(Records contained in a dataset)
★ ★ ★ ★ ★
//! Built-in base aggregations over contracts and ledger entries.
//!
//! A contract is *live* on a day when it has started and has not yet ended
//! (`start_date <= day < end_date`). It is *eligible* for MRR-style metrics only when its
//! status is classified active; an end date alone does not make it count. Unknown
//! statuses count as inactive. Churn metrics look at every contract that ended in the
//! month, whatever its status.
//!
//! Sums keep full `f64` precision. Ratios return 0 on an empty denominator.

use crate::{
    core::{contract_status::load_status_map, contracts, period::Period},
    entities::{LedgerKind, contract, ledger_entry},
    errors::{Error, Result},
};
use chrono::NaiveDate;
use sea_orm::ConnectionTrait;
use std::collections::HashMap;

/// Signature shared by every built-in aggregation
pub type AggregationFn = fn(&ReferenceData, Period) -> std::result::Result<f64, String>;

/// Raw data a recompute reads, loaded once per run
#[derive(Debug, Clone, Default)]
pub struct ReferenceData {
    /// Contracts in force at some point of the loaded window
    pub contracts: Vec<contract::Model>,
    /// Ledger postings dated within the loaded window
    pub ledger_entries: Vec<ledger_entry::Model>,
    /// Contract status classification, `status -> is_active`
    pub statuses: HashMap<String, bool>,
}

impl ReferenceData {
    /// Loads everything needed to aggregate the periods `from..=to`.
    pub async fn load<C>(db: &C, from: Period, to: Period) -> Result<Self>
    where
        C: ConnectionTrait,
    {
        let (start, _) = bounds(from).map_err(|message| Error::Config { message })?;
        let (_, end) = bounds(to).map_err(|message| Error::Config { message })?;

        Ok(Self {
            contracts: contracts::list_contracts_overlapping(db, start, end).await?,
            ledger_entries: contracts::list_ledger_entries(db, start, end).await?,
            statuses: load_status_map(db).await?,
        })
    }

    /// Whether a contract counts towards active metrics while it is live.
    #[must_use]
    pub fn is_eligible(&self, contract: &contract::Model) -> bool {
        self.statuses.get(&contract.status).copied().unwrap_or(false)
    }
}

/// Every aggregation shipped with the engine, keyed by the metric it computes.
#[must_use]
pub fn builtin_aggregations() -> Vec<(&'static str, AggregationFn)> {
    vec![
        ("mrr", mrr),
        ("mrr_start_of_month", mrr_start_of_month),
        ("new_mrr", new_mrr),
        ("churned_mrr", churned_mrr),
        ("active_contracts", active_contracts),
        ("churned_contracts", churned_contracts),
        ("average_ticket", average_ticket),
        ("revenue", revenue),
        ("expenses", expenses),
    ]
}

fn bounds(period: Period) -> std::result::Result<(NaiveDate, NaiveDate), String> {
    match (period.first_day(), period.last_day()) {
        (Some(first), Some(last)) => Ok((first, last)),
        _ => Err(format!("period {period} is outside the supported date range")),
    }
}

fn is_live(contract: &contract::Model, day: NaiveDate) -> bool {
    contract.start_date <= day && contract.end_date.is_none_or(|end| end > day)
}

fn ended_in(contract: &contract::Model, period: Period) -> bool {
    contract
        .end_date
        .is_some_and(|end| period.contains(end) && contract.start_date < end)
}

fn sum_contracts<'a, I>(contracts: I) -> std::result::Result<f64, String>
where
    I: IntoIterator<Item = &'a contract::Model>,
{
    contracts.into_iter().try_fold(0.0, |total, contract| {
        if contract.monthly_value.is_finite() {
            Ok(total + contract.monthly_value)
        } else {
            Err(format!(
                "contract {} ({}) has a non-finite monthly value",
                contract.id, contract.client
            ))
        }
    })
}

#[allow(clippy::cast_precision_loss)]
fn count<'a, I>(contracts: I) -> f64
where
    I: IntoIterator<Item = &'a contract::Model>,
{
    contracts.into_iter().count() as f64
}

fn live_eligible(
    data: &ReferenceData,
    day: NaiveDate,
) -> impl Iterator<Item = &contract::Model> {
    data.contracts
        .iter()
        .filter(move |contract| data.is_eligible(contract) && is_live(contract, day))
}

/// Σ monthly value of eligible contracts live on the last day of the month.
pub fn mrr(data: &ReferenceData, period: Period) -> std::result::Result<f64, String> {
    let (_, last) = bounds(period)?;
    sum_contracts(live_eligible(data, last))
}

/// Σ monthly value of eligible contracts live on the first day of the month.
pub fn mrr_start_of_month(data: &ReferenceData, period: Period) -> std::result::Result<f64, String> {
    let (first, _) = bounds(period)?;
    sum_contracts(live_eligible(data, first))
}

/// Σ monthly value of eligible contracts that started during the month.
pub fn new_mrr(data: &ReferenceData, period: Period) -> std::result::Result<f64, String> {
    sum_contracts(
        data.contracts
            .iter()
            .filter(|contract| data.is_eligible(contract) && period.contains(contract.start_date)),
    )
}

/// Σ monthly value of contracts that ended during the month.
pub fn churned_mrr(data: &ReferenceData, period: Period) -> std::result::Result<f64, String> {
    sum_contracts(data.contracts.iter().filter(|contract| ended_in(contract, period)))
}

/// Number of eligible contracts live on the last day of the month.
pub fn active_contracts(data: &ReferenceData, period: Period) -> std::result::Result<f64, String> {
    let (_, last) = bounds(period)?;
    Ok(count(live_eligible(data, last)))
}

/// Number of contracts that ended during the month.
pub fn churned_contracts(data: &ReferenceData, period: Period) -> std::result::Result<f64, String> {
    Ok(count(
        data.contracts
            .iter()
            .filter(|contract| ended_in(contract, period)),
    ))
}

/// MRR per active contract, 0 when there are no active contracts.
pub fn average_ticket(data: &ReferenceData, period: Period) -> std::result::Result<f64, String> {
    let contracts = active_contracts(data, period)?;
    if contracts == 0.0 {
        return Ok(0.0);
    }
    Ok(mrr(data, period)? / contracts)
}

fn sum_ledger(
    data: &ReferenceData,
    period: Period,
    kind: LedgerKind,
) -> std::result::Result<f64, String> {
    data.ledger_entries
        .iter()
        .filter(|entry| entry.kind == kind && period.contains(entry.entry_date))
        .try_fold(0.0, |total, entry| {
            if entry.amount.is_finite() {
                Ok(total + entry.amount)
            } else {
                Err(format!("ledger entry {} has a non-finite amount", entry.id))
            }
        })
}

/// Σ revenue postings dated in the month.
pub fn revenue(data: &ReferenceData, period: Period) -> std::result::Result<f64, String> {
    sum_ledger(data, period, LedgerKind::Revenue)
}

/// Σ expense postings dated in the month.
pub fn expenses(data: &ReferenceData, period: Period) -> std::result::Result<f64, String> {
    sum_ledger(data, period, LedgerKind::Expense)
}
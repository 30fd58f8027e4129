//! Ledger entry entity - A dated revenue or expense posting from finance.

use sea_orm::entity::prelude::*;
use serde::{Deserialize, Serialize};

/// Direction of a ledger posting
#[derive(
    Debug, Clone, Copy, PartialEq, Eq, Hash, EnumIter, DeriveActiveEnum, Serialize, Deserialize,
)]
#[sea_orm(rs_type = "String", db_type = "Text")]
#[serde(rename_all = "lowercase")]
pub enum LedgerKind {
    /// Money in
    #[sea_orm(string_value = "revenue")]
    Revenue,
    /// Money out
    #[sea_orm(string_value = "expense")]
    Expense,
}

/// Ledger entry database model
#[derive(Clone, Debug, PartialEq, DeriveEntityModel, Serialize, Deserialize)]
#[sea_orm(table_name = "ledger_entries")]
#[serde(rename_all = "camelCase")]
pub struct Model {
    /// Unique identifier
    #[sea_orm(primary_key)]
    pub id: i64,
    /// Accounting date of the posting
    pub entry_date: Date,
    /// Posted amount, positive in both directions
    pub amount: f64,
    /// Revenue or expense
    pub kind: LedgerKind,
    /// Free-text description
    pub description: String,
    /// When the row was created
    pub created_at: DateTime,
}

/// `LedgerEntry` has no relationships with other entities
#[derive(Copy, Clone, Debug, EnumIter, DeriveRelation)]
pub enum Relation {}

impl ActiveModelBehavior for ActiveModel {}
//! Override applier - writes active overrides over computed values. Override always wins.
//!
//! The orchestrator runs it twice: once over base metrics before derived evaluation, so
//! formulas see corrected inputs, and once over derived metrics after evaluation.

use crate::{
    core::{period::Period, values::ValueTable},
    entities::metric_override,
};
use std::collections::BTreeSet;
use std::ops::RangeInclusive;
use tracing::{debug, warn};

/// Applies every override whose metric is in `layer` and whose period lies in `window`.
///
/// Returns how many `(month, metric)` pairs of `year` were overridden; overrides for
/// lookback months outside `year` feed formulas but are not counted.
pub fn apply_overrides(
    table: &mut ValueTable,
    overrides: &[metric_override::Model],
    layer: &BTreeSet<&str>,
    window: &RangeInclusive<Period>,
    year: i32,
) -> usize {
    let mut applied = 0;

    for row in overrides {
        if !layer.contains(row.metric_key.as_str()) {
            continue;
        }
        let Ok(period) = Period::new(row.year, row.month) else {
            warn!("Skipping override {} with invalid month {}", row.id, row.month);
            continue;
        };
        if !window.contains(&period) {
            continue;
        }

        debug!(
            "Override {} sets '{}' {period} to {}",
            row.id, row.metric_key, row.override_value
        );
        table.set_overridden(&row.metric_key, period, row.override_value);
        if period.year() == year {
            applied += 1;
        }
    }

    applied
}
★ ★ ★ ★ ★
Exact reproduction is required. Give the lines of the data from its first line through the line containing "use std::collections::HashMap;", and no others.

*OUTPUT FOR THIS EXERCISE*:
//! Built-in base aggregations over contracts and ledger entries.
//!
//! A contract is *live* on a day when it has started and has not yet ended
//! (`start_date <= day < end_date`). It is *eligible* for MRR-style metrics only when its
//! status is classified active; an end date alone does not make it count. Unknown
//! statuses count as inactive. Churn metrics look at every contract that ended in the
//! month, whatever its status.
//!
//! Sums keep full `f64` precision. Ratios return 0 on an empty denominator.

use crate::{
    core::{contract_status::load_status_map, contracts, period::Period},
    entities::{LedgerKind, contract, ledger_entry},
    errors::{Error, Result},
};
use chrono::NaiveDate;
use sea_orm::ConnectionTrait;
use std::collections::HashMap;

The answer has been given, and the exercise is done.